Vought F7U Cutlass Carrier-Borne Fighter
Engine issues and an unenviable accident record eventually doomed the interesting Vought F7U Cutlass carrier-based fighter of the United States Navy.
Authored By Dan Alex; Content ©www.MilitaryFactory.com
The Vought F7U "Cutlass" was an American Cold War-era naval fighter and the first swept-wing USN fighter to be adopted into service as well as the first "tailless" American fighter aircraft. The type led a troubled developmental existence and an even more troubled service life to the point that only a few hundred aircraft were procured and multiple fatalities occurring during its short time in service. Its design made it as unforgettable as its track record made it forgettable - such became the legacy of the Cutlass fighter program. The aircraft inevitably received the nicknames of the "Praying Mantis", the "Ensign Eliminator" and the "Gutless Cutlass" - such was its lasting impression to pilots.
In December of 1945, the United States Navy put forth Specification OS-105 which called for a new jet-powered carrier-borne day fighter to add to its post-World War 2 ranks. The requirement specified a maximum speed of 600 miles per hour (with afterburner adding some 50mph more), a 6,500 feet-per-second rate-of-climb as well as a combat radius of 345 miles, and an operating service ceiling of 40,000 feet.
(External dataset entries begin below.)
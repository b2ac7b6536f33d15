//! Exponential backoff retry strategies with jitter.
//!
//! Decides whether a failed SMS send should be retried and when. The
//! attempt number is the queue's claim count for the job, so a retry that
//! survives a worker crash still counts toward the cap.

use std::time::Duration;

use chrono::{DateTime, Utc};
use rand::Rng;
use serde::{Deserialize, Serialize};

use crate::error::PipelineError;

/// Retry policy configuration for provider sends.
#[derive(Debug, Clone, PartialEq, Serialize, Deserialize)]
pub struct RetryPolicy {
    /// Maximum number of send attempts (including initial attempt).
    pub max_attempts: u32,

    /// Base delay for exponential backoff calculation.
    pub base_delay: Duration,

    /// Maximum delay between retry attempts.
    pub max_delay: Duration,

    /// Jitter percentage (0.0 to 1.0) to add randomness.
    pub jitter_factor: f64,

    /// Strategy for calculating backoff delays.
    pub backoff_strategy: BackoffStrategy,
}

impl Default for RetryPolicy {
    fn default() -> Self {
        Self {
            max_attempts: 5,
            base_delay: Duration::from_secs(3),
            max_delay: Duration::from_secs(300),
            jitter_factor: 0.2,
            backoff_strategy: BackoffStrategy::Exponential,
        }
    }
}

/// Strategy for calculating retry delays.
#[derive(Debug, Clone, Copy, PartialEq, Eq, Serialize, Deserialize)]
pub enum BackoffStrategy {
    /// Fixed delay between retries.
    Fixed,
    /// Exponential backoff: delay doubles each attempt.
    Exponential,
    /// Linear backoff: delay increases by base amount each attempt.
    Linear,
}

/// Retry decision context for a failed send attempt.
#[derive(Debug, Clone)]
pub struct RetryContext {
    /// Current attempt number (1-based).
    pub attempt_number: u32,
    /// Error that caused the failure.
    pub error: PipelineError,
    /// Timestamp of the failed attempt.
    pub failed_at: DateTime<Utc>,
    /// Retry policy to apply.
    pub policy: RetryPolicy,
}

/// Result of retry decision calculation.
#[derive(Debug, Clone, PartialEq, Eq)]
pub enum RetryDecision {
    /// Retry the send at the specified time.
    Retry {
        /// When the next attempt should be made
        next_attempt_at: DateTime<Utc>,
    },
    /// Do not retry; the send permanently failed.
    GiveUp {
        /// Reason why the send should not be retried
        reason: String,
    },
}

impl RetryContext {
    /// Creates a new retry context for a failed send.
    pub fn new(
        attempt_number: u32,
        error: PipelineError,
        failed_at: DateTime<Utc>,
        policy: RetryPolicy,
    ) -> Self {
        Self { attempt_number, error, failed_at, policy }
    }

    /// Determines if and when to retry based on the failure context.
    ///
    /// Honors a provider retry-after hint and never retries errors that are
    /// not retryable.
    pub fn decide_retry(&self) -> RetryDecision {
        if self.attempt_number >= self.policy.max_attempts {
            return RetryDecision::GiveUp {
                reason: format!("maximum attempts ({}) exceeded", self.policy.max_attempts),
            };
        }

        if !self.error.is_retryable() {
            return RetryDecision::GiveUp {
                reason: format!("non-retryable error: {}", self.error),
            };
        }

        let delay = self.calculate_delay();
        let Ok(chrono_delay) = chrono::Duration::from_std(delay) else {
            return RetryDecision::GiveUp {
                reason: "retry delay duration out of range".to_string(),
            };
        };

        RetryDecision::Retry { next_attempt_at: self.failed_at + chrono_delay }
    }

    /// Calculates the delay until the next retry attempt.
    pub fn calculate_delay(&self) -> Duration {
        if let Some(retry_after_seconds) = self.error.retry_after_seconds() {
            return Duration::from_secs(retry_after_seconds);
        }

        let base_delay = match self.policy.backoff_strategy {
            BackoffStrategy::Fixed => self.policy.base_delay,
            BackoffStrategy::Linear => {
                self.policy.base_delay * self.attempt_number.saturating_sub(1)
            },
            BackoffStrategy::Exponential => {
                let exponent = self.attempt_number.saturating_sub(1).min(20);
                let multiplier = 2_u32.saturating_pow(exponent);
                self.policy.base_delay.saturating_mul(multiplier)
            },
        };

        let capped_delay = std::cmp::min(base_delay, self.policy.max_delay);

        let jittered_delay = apply_jitter(capped_delay, self.policy.jitter_factor);

        std::cmp::min(jittered_delay, self.policy.max_delay)
    }
}

/// Randomizes the delay by ±jitter_factor.
fn apply_jitter(duration: Duration, jitter_factor: f64) -> Duration {
    if jitter_factor <= 0.0 {
        return duration;
    }

    let clamped_jitter = jitter_factor.clamp(0.0, 1.0);

    let mut rng = rand::rng();
    let jitter_range = duration.as_secs_f64() * clamped_jitter;
    let jitter_offset = rng.random_range(-jitter_range..=jitter_range);
    let jittered_secs = duration.as_secs_f64() + jitter_offset;

    Duration::from_secs_f64(jittered_secs.max(0.0))
}

#[cfg(test)]
mod tests {
    use super::*;

    fn no_jitter() -> RetryPolicy {
        RetryPolicy { jitter_factor: 0.0, ..Default::default() }
    }

    #[test]
    fn exponential_backoff_increases_correctly() {
        let base_time = Utc::now();

        let delays = (1..=4)
            .map(|attempt| {
                RetryContext::new(attempt, PipelineError::timeout(10), base_time, no_jitter())
                    .calculate_delay()
            })
            .collect::<Vec<_>>();

        assert_eq!(
            delays,
            vec![
                Duration::from_secs(3),
                Duration::from_secs(6),
                Duration::from_secs(12),
                Duration::from_secs(24)
            ]
        );
    }

    #[test]
    fn retry_respects_maximum_attempts() {
        let policy = RetryPolicy { max_attempts: 3, ..Default::default() };
        let context = RetryContext::new(3, PipelineError::timeout(10), Utc::now(), policy);

        match context.decide_retry() {
            RetryDecision::GiveUp { reason } => assert!(reason.contains("maximum attempts")),
            RetryDecision::Retry { .. } => unreachable!("should not retry at max attempts"),
        }
    }

    #[test]
    fn permanent_rejections_are_not_retried() {
        let context = RetryContext::new(
            1,
            PipelineError::rejected("INVALID_NUMBER", false),
            Utc::now(),
            RetryPolicy::default(),
        );

        match context.decide_retry() {
            RetryDecision::GiveUp { reason } => assert!(reason.contains("non-retryable")),
            RetryDecision::Retry { .. } => unreachable!("should not retry a 4xx"),
        }
    }

    #[test]
    fn retry_after_hint_respected() {
        let failed_at = Utc::now();
        let context = RetryContext::new(
            1,
            PipelineError::rate_limited(45),
            failed_at,
            RetryPolicy::default(),
        );

        assert_eq!(
            context.decide_retry(),
            RetryDecision::Retry { next_attempt_at: failed_at + chrono::Duration::seconds(45) }
        );
    }

    #[test]
    fn jitter_stays_within_bounds() {
        let base_delay = Duration::from_secs(10);
        let mut seen = std::collections::HashSet::new();

        for _ in 0..20 {
            let jittered = apply_jitter(base_delay, 0.5);
            seen.insert(jittered.as_millis());
            assert!(jittered >= Duration::from_secs(5));
            assert!(jittered <= Duration::from_secs(15));
        }

        assert!(seen.len() > 1, "jitter should create variation");
    }

    #[test]
    fn max_delay_enforced() {
        let policy = RetryPolicy { max_delay: Duration::from_secs(60), ..no_jitter() };
        let context = RetryContext::new(4, PipelineError::timeout(10), Utc::now(), policy);
        assert_eq!(context.calculate_delay(), Duration::from_secs(24));

        let policy = RetryPolicy {
            max_attempts: 30,
            max_delay: Duration::from_secs(60),
            ..no_jitter()
        };
        let context = RetryContext::new(25, PipelineError::timeout(10), Utc::now(), policy);
        assert_eq!(context.calculate_delay(), Duration::from_secs(60));
    }

    #[test]
    fn linear_and_fixed_strategies() {
        let linear = RetryPolicy {
            backoff_strategy: BackoffStrategy::Linear,
            base_delay: Duration::from_secs(5),
            ..no_jitter()
        };
        let fixed = RetryPolicy { backoff_strategy: BackoffStrategy::Fixed, ..linear.clone() };

        let linear_delay =
            RetryContext::new(3, PipelineError::timeout(10), Utc::now(), linear).calculate_delay();
        let fixed_delay =
            RetryContext::new(3, PipelineError::timeout(10), Utc::now(), fixed).calculate_delay();

        assert_eq!(linear_delay, Duration::from_secs(10));
        assert_eq!(fixed_delay, Duration::from_secs(5));
    }
}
Design proposals emerged from Curtiss, Douglas, Martin, McDonnell, North American, and Vought to which Vought's twin-engine, tailless offering was selected on June 25th, 1946 (as "Model V-346A"). Reportedly, Vought engineers utilized captured wartime data obtained from the German concern of Arado - famous makers of the jet-powered Ar 234 "Blitz" bomber. The Vought proposal then emerged in three prototypes under the "XF7U-1" designation and the line as a whole went on to receive the name of "Cutlass" in due time.
The Vought design was a wholly unique fighter approach for the period, lacking any true horizontal tail surfaces, instead utilizing a wide-area main wing planform with sweepback. A pair of vertical tail fins with rudder controls were fitted as normal while all other control surfaces resided on the mainplanes. The cockpit was held forward in the usual way with the pilot given good views from the elevated position - a key consideration for carrier-based aircraft on landing approaches. The twin side-by-side engine installation was aspirated by half-circle intakes to either side of the fuselage. The undercarriage was of a tricycle arrangement and fully retractable, giving the aircraft a pronounced "nose up" appearance when at rest. Indeed, the XF7U-1 stood as one of the more advanced aerodynamic design approaches to any post-war, jet-powered carrier fighter to this point in military aviation history.
Power was served through 2 x Westinghouse J46-WE-8B turbojet engines (F7U-3) developing 4,600lbs thrust (each) on dry and 6,000lbs thrust (each) with reheat (afterburner). Maximum speed reached nearly 700 miles per hour with a cruising speed closer to 565 miles per hour. Range was out to 660 miles with a service ceiling of 40,600 feet and rate-of-climb (a key carrier-based fighter consideration) of 14,420 feet-per-second. No doubt the aircraft was very fast for the intended role - superseding the USN requirements on paper .
As introduced, the F7U was an all-cannon armed aircraft fitting 4 x 20mm M3 cannons mounted just above the inlet ducts with 180 rounds afforded to a gun. It was only a later model - the F7U-3M - that introduced support for 4 x Sparrow beam-riding, medium-range air-to-air missiles under the wings. The aircraft was cleared for up to 5,500lbs of external ordnance.